+++ Data

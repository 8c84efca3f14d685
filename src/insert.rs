use std::cmp::Ordering;

use crate::compare::Comparator;
use crate::node::{Link, Node};
use crate::rotate::{rotate_left, rotate_right};

/// Where the inserted key ended up relative to a returned subtree.
///
/// The key itself has moved into its leaf by the time the recursion unwinds,
/// so each level reports the comparisons its parent would otherwise have to
/// repeat: `root` is `key <=> subtree root`, `child` is `key <=> the root's
/// child on that side`. `Equal` in `root` means the root holds the key.
#[derive(Clone, Copy, Debug)]
struct Descent {
    root: Ordering,
    child: Ordering,
}

impl Descent {
    const HERE: Descent = Descent {
        root: Ordering::Equal,
        child: Ordering::Equal,
    };
}

/// Outcome of [`insert_into`].
pub(crate) struct Inserted<T> {
    pub(crate) root: Box<Node<T>>,
    /// `false` when an equal key was already present.
    pub(crate) added: bool,
}

/// Inserts `data` and returns the new root.
///
/// Inserting a key that compares `Equal` to one already present leaves the
/// tree untouched and drops `data`.
///
/// ```rust
/// use avl_rs::{insert, size, traverse_inorder, Link, NaturalOrder};
///
/// let mut root: Link<i32> = None;
/// for v in [50, 30, 20, 40, 70, 60, 80] {
///     root = insert(root, v, &NaturalOrder);
/// }
/// root = insert(root, 40, &NaturalOrder);
/// assert_eq!(size(root.as_deref()), 7);
///
/// let mut seen = Vec::new();
/// traverse_inorder(root.as_deref(), |v| seen.push(*v));
/// assert_eq!(seen, [20, 30, 40, 50, 60, 70, 80]);
/// ```
pub fn insert<T, C>(root: Link<T>, data: T, cmp: &C) -> Link<T>
where
    C: Comparator<T> + ?Sized,
{
    Some(insert_into(root, data, cmp).root)
}

pub(crate) fn insert_into<T, C>(root: Link<T>, data: T, cmp: &C) -> Inserted<T>
where
    C: Comparator<T> + ?Sized,
{
    let mut added = false;
    let (root, _) = insert_rec(root, data, cmp, &mut added);
    Inserted { root, added }
}

fn insert_rec<T, C>(link: Link<T>, data: T, cmp: &C, added: &mut bool) -> (Box<Node<T>>, Descent)
where
    C: Comparator<T> + ?Sized,
{
    let Some(mut node) = link else {
        *added = true;
        return (Node::new(data), Descent::HERE);
    };

    let dir = cmp.compare(&data, &node.data);
    let below = match dir {
        Ordering::Less => {
            let (child, d) = insert_rec(node.left.take(), data, cmp, added);
            node.left = Some(child);
            d
        }
        Ordering::Greater => {
            let (child, d) = insert_rec(node.right.take(), data, cmp, added);
            node.right = Some(child);
            d
        }
        Ordering::Equal => return (node, Descent::HERE),
    };

    if !*added {
        // Duplicate found below: nothing changed, so nothing to rebalance,
        // even if earlier removals left this node lopsided.
        return (node, Descent { root: dir, child: below.root });
    }

    node.update_height();
    rebalance_after_insert(node, dir, below)
}

/// Applies at most one single or double rotation at `node`.
///
/// `dir` is the side the key went down from `node`, `below` is what the
/// child on that side reported.
fn rebalance_after_insert<T>(mut node: Box<Node<T>>, dir: Ordering, below: Descent) -> (Box<Node<T>>, Descent) {
    let balance = node.balance();
    let unchanged = Descent {
        root: dir,
        child: below.root,
    };

    if balance > 1 {
        // Key against the left child. A key that went right is greater than
        // everything on the left; that only happens once removals have left
        // the node lopsided.
        let vs_left = if dir == Ordering::Less { below.root } else { Ordering::Greater };
        return match vs_left {
            Ordering::Less => {
                let out = Descent {
                    root: Ordering::Less,
                    child: below.child,
                };
                (rotate_right(node), out)
            }
            Ordering::Greater => {
                // The left child's right child becomes the root, with the old
                // left child on its left and `node` on its right.
                let out = if dir == Ordering::Less {
                    Descent {
                        root: below.child,
                        child: match below.child {
                            Ordering::Less => below.root,
                            Ordering::Greater => dir,
                            Ordering::Equal => Ordering::Equal,
                        },
                    }
                } else {
                    Descent { root: dir, child: dir }
                };
                node.left = node.left.take().map(rotate_left);
                (rotate_right(node), out)
            }
            Ordering::Equal => (node, unchanged),
        };
    }

    if balance < -1 {
        let vs_right = if dir == Ordering::Greater { below.root } else { Ordering::Less };
        return match vs_right {
            Ordering::Greater => {
                let out = Descent {
                    root: Ordering::Greater,
                    child: below.child,
                };
                (rotate_left(node), out)
            }
            Ordering::Less => {
                let out = if dir == Ordering::Greater {
                    Descent {
                        root: below.child,
                        child: match below.child {
                            Ordering::Greater => below.root,
                            Ordering::Less => dir,
                            Ordering::Equal => Ordering::Equal,
                        },
                    }
                } else {
                    Descent { root: dir, child: dir }
                };
                node.right = node.right.take().map(rotate_right);
                (rotate_left(node), out)
            }
            Ordering::Equal => (node, unchanged),
        };
    }

    (node, unchanged)
}
/*!
 * Tests for the timeline post-processor
 */

use lyrsync::lyric::{post_process, LyricLine, INSTRUMENTAL_PLACEHOLDER};

fn line(time: u64, duration: u64, text: &str) -> LyricLine {
    LyricLine {
        time,
        duration,
        original_text: text.to_string(),
        ..Default::default()
    }
}

/// Test the pure-instrumental short-circuit
#[test]
fn test_postProcess_withTrailingSentinelLine_shouldCollapseToPlaceholder() {
    let lines = vec![
        line(0, 1000, "Ignored"),
        line(5_940_000, 0, "纯音乐，请欣赏"),
    ];

    let result = post_process(lines);

    assert_eq!(result.len(), 1);
    assert_eq!(result[0].time, 0);
    assert_eq!(result[0].duration, 5_940_000);
    assert_eq!(result[0].original_text, INSTRUMENTAL_PLACEHOLDER);
}

/// Test that the sentinel needs both the time and the zero duration
#[test]
fn test_postProcess_withSentinelTimeButNonzeroDuration_shouldNotCollapse() {
    let lines = vec![line(0, 1000, "Kept"), line(5_940_000, 100, "Also kept")];

    let result = post_process(lines);

    assert_eq!(result.len(), 2);
}

/// Test that short silence filler is collapsed away
#[test]
fn test_postProcess_withShortGapBlank_shouldDropIt() {
    let lines = vec![line(0, 0, "A"), line(1000, 0, ""), line(2000, 0, "B")];

    let result = post_process(lines);

    assert_eq!(result.len(), 2);
    assert!(result.iter().all(|l| !l.original_text.is_empty()));
}

/// Test that a blank covering a long silence is kept
#[test]
fn test_postProcess_withLongGapBlank_shouldKeepIt() {
    let lines = vec![line(0, 0, "A"), line(1000, 0, ""), line(7000, 0, "B")];

    let result = post_process(lines);

    assert_eq!(result.len(), 3);
    assert_eq!(result[1].original_text, "");
}

/// Test that consecutive kept blanks are suppressed
#[test]
fn test_postProcess_withConsecutiveBlanks_shouldKeepOnlyFirst() {
    // Both blanks individually cover a long enough gap; only the first may
    // survive
    let lines = vec![
        line(0, 0, "A"),
        line(1000, 0, ""),
        line(7000, 0, ""),
        line(14000, 0, "B"),
    ];

    let result = post_process(lines);

    let blank_count = result.iter().filter(|l| l.original_text.is_empty()).count();
    assert_eq!(blank_count, 1);
    assert_eq!(result[1].time, 1000);
}

/// Test that a trailing blank with no successor is dropped
#[test]
fn test_postProcess_withTrailingBlank_shouldDropIt() {
    let lines = vec![line(0, 0, "A"), line(9000, 0, "")];

    let result = post_process(lines);

    assert_eq!(result.len(), 1);
    assert_eq!(result[0].original_text, "A");
}

/// Test that leading blanks are stripped even when their gap is long
#[test]
fn test_postProcess_withLeadingBlank_shouldStripAndRepad() {
    let lines = vec![line(0, 0, ""), line(6000, 0, "A")];

    let result = post_process(lines);

    assert_eq!(result.len(), 2);
    // The original leading blank is gone; a synthesized lead-in replaced it
    assert_eq!(result[0].time, 500);
    assert_eq!(result[0].duration, 5500);
    assert_eq!(result[0].original_text, "");
    assert_eq!(result[1].time, 6000);
}

/// Test the lead-in pad for a late first line
#[test]
fn test_postProcess_withLateFirstLine_shouldPrependLeadIn() {
    let lines = vec![line(9000, 0, "Hello")];

    let result = post_process(lines);

    assert_eq!(result.len(), 2);
    assert_eq!(result[0].time, 500);
    assert_eq!(result[0].duration, 8500);
    assert_eq!(result[0].original_text, "");
}

/// Test that an on-time first line gets no pad
#[test]
fn test_postProcess_withFirstLineAtThreshold_shouldNotPad() {
    let lines = vec![line(5000, 0, "Hello")];

    let result = post_process(lines);

    assert_eq!(result.len(), 1);
    assert_eq!(result[0].time, 5000);
}

/// Test idempotence: a second pass over the output changes nothing
#[test]
fn test_postProcess_appliedTwice_shouldBeIdempotent() {
    let lines = vec![
        line(0, 0, ""),
        line(6000, 1000, "A"),
        line(7000, 0, ""),
        line(15000, 1000, "B"),
        line(16000, 0, ""),
    ];

    let once = post_process(lines);
    let twice = post_process(once.clone());

    assert_eq!(once, twice);
}

/// Test empty input
#[test]
fn test_postProcess_withEmptyTimeline_shouldReturnEmpty() {
    assert!(post_process(Vec::new()).is_empty());
}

++++++

* Assigned task:
Only the number is required: state how many lines of the entries hold the word "silence".

* Task answer:
2